### Extracted data
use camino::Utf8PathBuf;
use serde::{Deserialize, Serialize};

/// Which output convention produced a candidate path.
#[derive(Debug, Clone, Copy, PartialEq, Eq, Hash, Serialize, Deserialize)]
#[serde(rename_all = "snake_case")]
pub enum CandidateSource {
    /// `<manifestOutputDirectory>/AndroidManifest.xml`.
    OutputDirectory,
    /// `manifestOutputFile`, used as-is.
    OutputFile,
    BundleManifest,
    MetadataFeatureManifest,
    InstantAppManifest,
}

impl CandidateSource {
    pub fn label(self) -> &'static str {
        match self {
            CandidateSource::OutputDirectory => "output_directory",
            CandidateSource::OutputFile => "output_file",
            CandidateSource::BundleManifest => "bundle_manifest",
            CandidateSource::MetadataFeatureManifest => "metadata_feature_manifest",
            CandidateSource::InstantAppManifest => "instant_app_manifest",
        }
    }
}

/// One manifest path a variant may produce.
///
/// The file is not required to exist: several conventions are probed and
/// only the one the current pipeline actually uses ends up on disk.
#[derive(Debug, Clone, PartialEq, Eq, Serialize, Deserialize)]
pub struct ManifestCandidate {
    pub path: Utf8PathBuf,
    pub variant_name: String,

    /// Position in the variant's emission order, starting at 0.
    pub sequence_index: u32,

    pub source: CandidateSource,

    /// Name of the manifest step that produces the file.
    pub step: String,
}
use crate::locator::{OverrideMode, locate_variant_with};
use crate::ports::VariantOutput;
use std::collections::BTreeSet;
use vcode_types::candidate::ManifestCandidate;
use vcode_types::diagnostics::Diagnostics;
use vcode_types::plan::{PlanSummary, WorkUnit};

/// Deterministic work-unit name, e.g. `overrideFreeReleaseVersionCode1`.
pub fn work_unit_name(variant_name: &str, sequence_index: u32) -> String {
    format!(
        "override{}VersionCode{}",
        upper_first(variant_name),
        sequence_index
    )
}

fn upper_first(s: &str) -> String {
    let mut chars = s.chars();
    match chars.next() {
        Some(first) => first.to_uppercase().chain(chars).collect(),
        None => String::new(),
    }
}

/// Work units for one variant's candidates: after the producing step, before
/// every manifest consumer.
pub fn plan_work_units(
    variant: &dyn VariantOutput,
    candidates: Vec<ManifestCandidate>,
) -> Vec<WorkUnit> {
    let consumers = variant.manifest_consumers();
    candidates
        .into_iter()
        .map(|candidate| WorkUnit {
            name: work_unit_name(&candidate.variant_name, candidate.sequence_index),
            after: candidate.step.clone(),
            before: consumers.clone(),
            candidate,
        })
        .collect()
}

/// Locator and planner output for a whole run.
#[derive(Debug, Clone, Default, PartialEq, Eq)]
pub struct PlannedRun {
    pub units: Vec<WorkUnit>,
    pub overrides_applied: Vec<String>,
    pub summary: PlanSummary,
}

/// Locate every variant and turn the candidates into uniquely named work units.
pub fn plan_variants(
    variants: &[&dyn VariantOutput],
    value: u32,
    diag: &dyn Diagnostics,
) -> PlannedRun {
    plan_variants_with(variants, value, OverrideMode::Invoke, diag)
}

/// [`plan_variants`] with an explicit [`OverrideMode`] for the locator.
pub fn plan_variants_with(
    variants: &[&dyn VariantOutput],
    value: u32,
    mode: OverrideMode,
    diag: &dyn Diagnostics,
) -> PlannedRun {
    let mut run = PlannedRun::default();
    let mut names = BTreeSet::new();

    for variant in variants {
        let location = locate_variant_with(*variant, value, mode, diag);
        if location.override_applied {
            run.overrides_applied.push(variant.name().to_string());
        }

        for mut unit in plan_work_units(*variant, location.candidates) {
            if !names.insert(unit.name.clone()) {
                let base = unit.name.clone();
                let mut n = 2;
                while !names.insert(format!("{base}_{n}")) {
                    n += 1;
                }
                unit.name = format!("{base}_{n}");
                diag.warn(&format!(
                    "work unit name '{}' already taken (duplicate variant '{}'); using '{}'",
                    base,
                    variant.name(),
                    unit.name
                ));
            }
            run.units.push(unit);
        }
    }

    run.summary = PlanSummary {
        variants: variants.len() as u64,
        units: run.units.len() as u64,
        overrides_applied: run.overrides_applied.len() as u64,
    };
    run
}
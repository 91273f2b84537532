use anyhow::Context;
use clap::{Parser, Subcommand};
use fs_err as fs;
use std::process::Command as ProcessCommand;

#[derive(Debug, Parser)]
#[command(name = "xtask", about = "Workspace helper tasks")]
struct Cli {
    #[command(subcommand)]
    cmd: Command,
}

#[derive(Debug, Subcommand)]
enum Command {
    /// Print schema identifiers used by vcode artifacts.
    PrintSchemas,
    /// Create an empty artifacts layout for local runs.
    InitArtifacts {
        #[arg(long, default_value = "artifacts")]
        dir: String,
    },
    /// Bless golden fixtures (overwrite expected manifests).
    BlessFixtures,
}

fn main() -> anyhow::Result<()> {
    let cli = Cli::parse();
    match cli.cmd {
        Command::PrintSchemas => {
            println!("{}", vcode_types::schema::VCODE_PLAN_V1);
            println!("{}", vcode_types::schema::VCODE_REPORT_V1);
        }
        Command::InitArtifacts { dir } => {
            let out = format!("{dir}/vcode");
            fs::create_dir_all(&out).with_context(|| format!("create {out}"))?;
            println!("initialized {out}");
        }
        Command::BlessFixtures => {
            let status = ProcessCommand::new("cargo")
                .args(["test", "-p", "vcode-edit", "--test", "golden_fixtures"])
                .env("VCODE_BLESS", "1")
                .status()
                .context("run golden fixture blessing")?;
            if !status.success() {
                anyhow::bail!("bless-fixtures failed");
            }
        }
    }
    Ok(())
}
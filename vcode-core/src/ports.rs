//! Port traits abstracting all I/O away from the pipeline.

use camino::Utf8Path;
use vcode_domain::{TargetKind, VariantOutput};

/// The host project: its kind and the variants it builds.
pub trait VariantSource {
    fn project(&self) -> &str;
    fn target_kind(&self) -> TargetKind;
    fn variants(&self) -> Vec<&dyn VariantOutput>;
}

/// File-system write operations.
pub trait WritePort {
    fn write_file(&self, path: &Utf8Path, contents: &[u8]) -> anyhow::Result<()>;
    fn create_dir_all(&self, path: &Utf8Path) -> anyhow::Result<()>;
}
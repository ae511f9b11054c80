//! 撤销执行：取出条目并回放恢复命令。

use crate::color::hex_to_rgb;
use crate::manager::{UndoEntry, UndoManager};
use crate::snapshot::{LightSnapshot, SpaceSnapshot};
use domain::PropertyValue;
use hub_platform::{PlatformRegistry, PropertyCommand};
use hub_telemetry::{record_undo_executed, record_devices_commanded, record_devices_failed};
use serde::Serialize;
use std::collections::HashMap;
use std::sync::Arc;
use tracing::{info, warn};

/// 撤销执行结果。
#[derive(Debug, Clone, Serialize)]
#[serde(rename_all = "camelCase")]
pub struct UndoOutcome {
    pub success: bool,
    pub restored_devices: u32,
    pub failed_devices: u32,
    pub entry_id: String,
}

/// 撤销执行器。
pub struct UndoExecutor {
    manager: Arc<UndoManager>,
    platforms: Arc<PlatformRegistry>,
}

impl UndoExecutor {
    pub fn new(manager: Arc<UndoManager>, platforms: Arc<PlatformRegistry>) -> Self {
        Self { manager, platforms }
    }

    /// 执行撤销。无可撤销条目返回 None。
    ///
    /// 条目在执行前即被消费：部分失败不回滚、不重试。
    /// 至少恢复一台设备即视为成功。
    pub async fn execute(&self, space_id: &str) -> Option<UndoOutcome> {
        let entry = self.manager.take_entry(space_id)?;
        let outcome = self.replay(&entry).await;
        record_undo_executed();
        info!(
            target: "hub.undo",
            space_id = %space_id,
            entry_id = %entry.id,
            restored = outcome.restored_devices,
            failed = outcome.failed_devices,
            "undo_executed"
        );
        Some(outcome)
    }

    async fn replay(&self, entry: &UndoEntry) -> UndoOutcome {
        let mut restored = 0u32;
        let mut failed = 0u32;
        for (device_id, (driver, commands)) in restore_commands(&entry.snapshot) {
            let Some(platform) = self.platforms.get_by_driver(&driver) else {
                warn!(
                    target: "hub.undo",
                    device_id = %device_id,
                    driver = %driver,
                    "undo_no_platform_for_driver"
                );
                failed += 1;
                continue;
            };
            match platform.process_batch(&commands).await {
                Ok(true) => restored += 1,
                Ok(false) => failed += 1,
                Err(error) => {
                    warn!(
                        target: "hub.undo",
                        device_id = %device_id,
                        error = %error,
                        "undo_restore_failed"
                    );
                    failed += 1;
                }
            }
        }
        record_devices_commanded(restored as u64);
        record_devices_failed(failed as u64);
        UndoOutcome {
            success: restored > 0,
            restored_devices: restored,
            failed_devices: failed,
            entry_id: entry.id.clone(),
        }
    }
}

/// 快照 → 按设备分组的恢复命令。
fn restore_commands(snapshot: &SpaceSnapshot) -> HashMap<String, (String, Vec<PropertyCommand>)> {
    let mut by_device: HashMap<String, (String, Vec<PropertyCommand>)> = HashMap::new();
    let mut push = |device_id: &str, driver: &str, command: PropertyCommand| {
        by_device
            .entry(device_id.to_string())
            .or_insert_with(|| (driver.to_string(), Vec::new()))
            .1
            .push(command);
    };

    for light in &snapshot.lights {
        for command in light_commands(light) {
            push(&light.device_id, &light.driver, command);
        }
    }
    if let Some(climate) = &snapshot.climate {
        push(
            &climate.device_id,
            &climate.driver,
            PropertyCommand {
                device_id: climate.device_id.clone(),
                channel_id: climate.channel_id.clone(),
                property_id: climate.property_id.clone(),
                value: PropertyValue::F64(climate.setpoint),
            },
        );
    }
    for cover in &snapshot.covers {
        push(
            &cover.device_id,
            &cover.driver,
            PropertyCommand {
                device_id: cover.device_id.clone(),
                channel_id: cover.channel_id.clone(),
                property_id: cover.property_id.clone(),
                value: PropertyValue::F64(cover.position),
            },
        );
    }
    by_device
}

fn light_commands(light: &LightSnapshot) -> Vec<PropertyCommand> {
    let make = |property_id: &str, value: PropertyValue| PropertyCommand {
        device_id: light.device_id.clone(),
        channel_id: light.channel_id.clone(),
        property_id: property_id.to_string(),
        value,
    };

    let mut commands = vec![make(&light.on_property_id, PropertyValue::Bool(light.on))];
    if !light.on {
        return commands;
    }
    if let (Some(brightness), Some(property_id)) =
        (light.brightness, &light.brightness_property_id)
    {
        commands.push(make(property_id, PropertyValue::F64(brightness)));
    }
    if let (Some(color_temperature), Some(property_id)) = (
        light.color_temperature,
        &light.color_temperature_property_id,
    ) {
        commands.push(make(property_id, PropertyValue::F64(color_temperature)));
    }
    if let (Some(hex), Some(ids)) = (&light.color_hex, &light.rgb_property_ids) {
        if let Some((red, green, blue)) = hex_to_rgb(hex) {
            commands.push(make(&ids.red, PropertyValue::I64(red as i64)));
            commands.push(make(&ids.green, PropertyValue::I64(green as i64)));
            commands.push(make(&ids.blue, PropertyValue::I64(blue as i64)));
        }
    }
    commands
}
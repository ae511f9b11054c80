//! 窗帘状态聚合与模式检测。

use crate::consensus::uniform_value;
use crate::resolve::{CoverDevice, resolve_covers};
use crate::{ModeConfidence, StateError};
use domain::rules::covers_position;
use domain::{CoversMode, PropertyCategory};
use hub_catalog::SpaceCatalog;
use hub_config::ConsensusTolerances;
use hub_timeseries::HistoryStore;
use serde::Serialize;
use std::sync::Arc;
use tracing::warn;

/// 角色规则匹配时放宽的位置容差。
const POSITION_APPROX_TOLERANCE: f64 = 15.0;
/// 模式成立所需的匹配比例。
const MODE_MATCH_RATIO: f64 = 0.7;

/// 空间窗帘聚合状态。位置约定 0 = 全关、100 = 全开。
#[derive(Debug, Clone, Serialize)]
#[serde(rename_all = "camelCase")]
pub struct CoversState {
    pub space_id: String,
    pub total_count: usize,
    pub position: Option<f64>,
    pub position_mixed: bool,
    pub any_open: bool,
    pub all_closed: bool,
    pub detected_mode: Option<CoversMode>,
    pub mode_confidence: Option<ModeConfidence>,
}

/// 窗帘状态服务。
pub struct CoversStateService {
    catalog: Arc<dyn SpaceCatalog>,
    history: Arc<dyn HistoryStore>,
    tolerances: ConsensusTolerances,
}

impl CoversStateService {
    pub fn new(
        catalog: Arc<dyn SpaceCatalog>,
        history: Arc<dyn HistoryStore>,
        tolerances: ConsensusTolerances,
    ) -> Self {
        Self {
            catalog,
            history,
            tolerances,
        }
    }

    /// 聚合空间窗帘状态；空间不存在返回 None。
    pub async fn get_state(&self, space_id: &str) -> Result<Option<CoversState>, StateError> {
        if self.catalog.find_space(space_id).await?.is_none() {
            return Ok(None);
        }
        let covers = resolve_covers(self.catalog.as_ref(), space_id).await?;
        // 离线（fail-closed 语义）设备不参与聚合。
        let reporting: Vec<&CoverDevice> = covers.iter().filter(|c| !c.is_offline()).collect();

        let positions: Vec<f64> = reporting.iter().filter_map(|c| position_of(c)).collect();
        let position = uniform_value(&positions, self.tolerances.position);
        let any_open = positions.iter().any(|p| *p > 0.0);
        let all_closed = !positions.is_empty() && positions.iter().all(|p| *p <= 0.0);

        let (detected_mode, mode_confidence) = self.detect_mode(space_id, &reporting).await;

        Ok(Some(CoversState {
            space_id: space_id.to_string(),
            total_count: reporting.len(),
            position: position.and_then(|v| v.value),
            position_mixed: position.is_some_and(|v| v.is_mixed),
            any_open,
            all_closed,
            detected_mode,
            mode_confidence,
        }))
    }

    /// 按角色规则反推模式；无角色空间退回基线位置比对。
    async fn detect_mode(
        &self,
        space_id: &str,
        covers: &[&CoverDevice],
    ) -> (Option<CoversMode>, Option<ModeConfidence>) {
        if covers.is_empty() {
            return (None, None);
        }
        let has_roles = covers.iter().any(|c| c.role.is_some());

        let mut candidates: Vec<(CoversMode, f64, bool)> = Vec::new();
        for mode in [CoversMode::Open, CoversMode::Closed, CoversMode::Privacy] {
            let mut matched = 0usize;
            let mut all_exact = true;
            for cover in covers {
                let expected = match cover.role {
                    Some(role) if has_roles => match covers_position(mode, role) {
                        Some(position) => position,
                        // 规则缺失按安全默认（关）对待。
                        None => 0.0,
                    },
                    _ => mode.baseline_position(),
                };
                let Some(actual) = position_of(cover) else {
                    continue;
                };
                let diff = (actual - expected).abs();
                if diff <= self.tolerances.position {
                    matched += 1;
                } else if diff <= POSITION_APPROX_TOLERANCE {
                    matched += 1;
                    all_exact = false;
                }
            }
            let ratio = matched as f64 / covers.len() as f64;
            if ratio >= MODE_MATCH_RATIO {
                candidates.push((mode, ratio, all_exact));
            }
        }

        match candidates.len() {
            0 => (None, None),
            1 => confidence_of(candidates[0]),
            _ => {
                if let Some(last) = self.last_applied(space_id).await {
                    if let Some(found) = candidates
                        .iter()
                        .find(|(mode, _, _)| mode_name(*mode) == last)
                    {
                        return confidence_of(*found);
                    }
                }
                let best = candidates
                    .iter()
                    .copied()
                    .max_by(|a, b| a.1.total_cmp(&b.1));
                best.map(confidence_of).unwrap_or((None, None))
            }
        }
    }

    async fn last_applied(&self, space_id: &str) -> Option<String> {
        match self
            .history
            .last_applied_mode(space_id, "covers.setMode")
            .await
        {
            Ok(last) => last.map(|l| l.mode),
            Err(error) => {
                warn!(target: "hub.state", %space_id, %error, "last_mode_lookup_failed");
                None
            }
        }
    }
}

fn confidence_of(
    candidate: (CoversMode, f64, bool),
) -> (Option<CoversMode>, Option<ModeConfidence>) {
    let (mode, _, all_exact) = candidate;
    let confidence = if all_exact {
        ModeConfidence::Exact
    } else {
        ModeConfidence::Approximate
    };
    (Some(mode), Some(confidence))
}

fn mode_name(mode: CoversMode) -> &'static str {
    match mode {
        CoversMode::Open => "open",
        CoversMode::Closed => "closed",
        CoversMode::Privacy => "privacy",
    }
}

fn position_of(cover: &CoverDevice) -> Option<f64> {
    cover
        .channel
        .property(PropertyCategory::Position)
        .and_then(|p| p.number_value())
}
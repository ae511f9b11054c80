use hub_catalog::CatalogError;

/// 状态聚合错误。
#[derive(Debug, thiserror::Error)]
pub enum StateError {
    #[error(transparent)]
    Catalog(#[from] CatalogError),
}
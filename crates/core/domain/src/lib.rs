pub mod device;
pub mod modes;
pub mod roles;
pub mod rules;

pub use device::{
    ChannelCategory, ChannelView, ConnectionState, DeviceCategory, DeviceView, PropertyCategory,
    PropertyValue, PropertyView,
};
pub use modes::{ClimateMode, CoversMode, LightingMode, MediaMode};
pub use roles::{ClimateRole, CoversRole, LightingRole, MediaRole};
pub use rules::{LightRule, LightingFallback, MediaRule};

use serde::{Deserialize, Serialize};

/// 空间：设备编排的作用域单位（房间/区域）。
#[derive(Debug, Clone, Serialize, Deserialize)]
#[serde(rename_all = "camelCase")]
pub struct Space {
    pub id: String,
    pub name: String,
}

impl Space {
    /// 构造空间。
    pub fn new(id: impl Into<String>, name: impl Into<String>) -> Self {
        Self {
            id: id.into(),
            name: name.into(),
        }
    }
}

### Assignment
A single number is the expected answer: how many lines of the records above contain the word "derive".

### Result of this exercise
9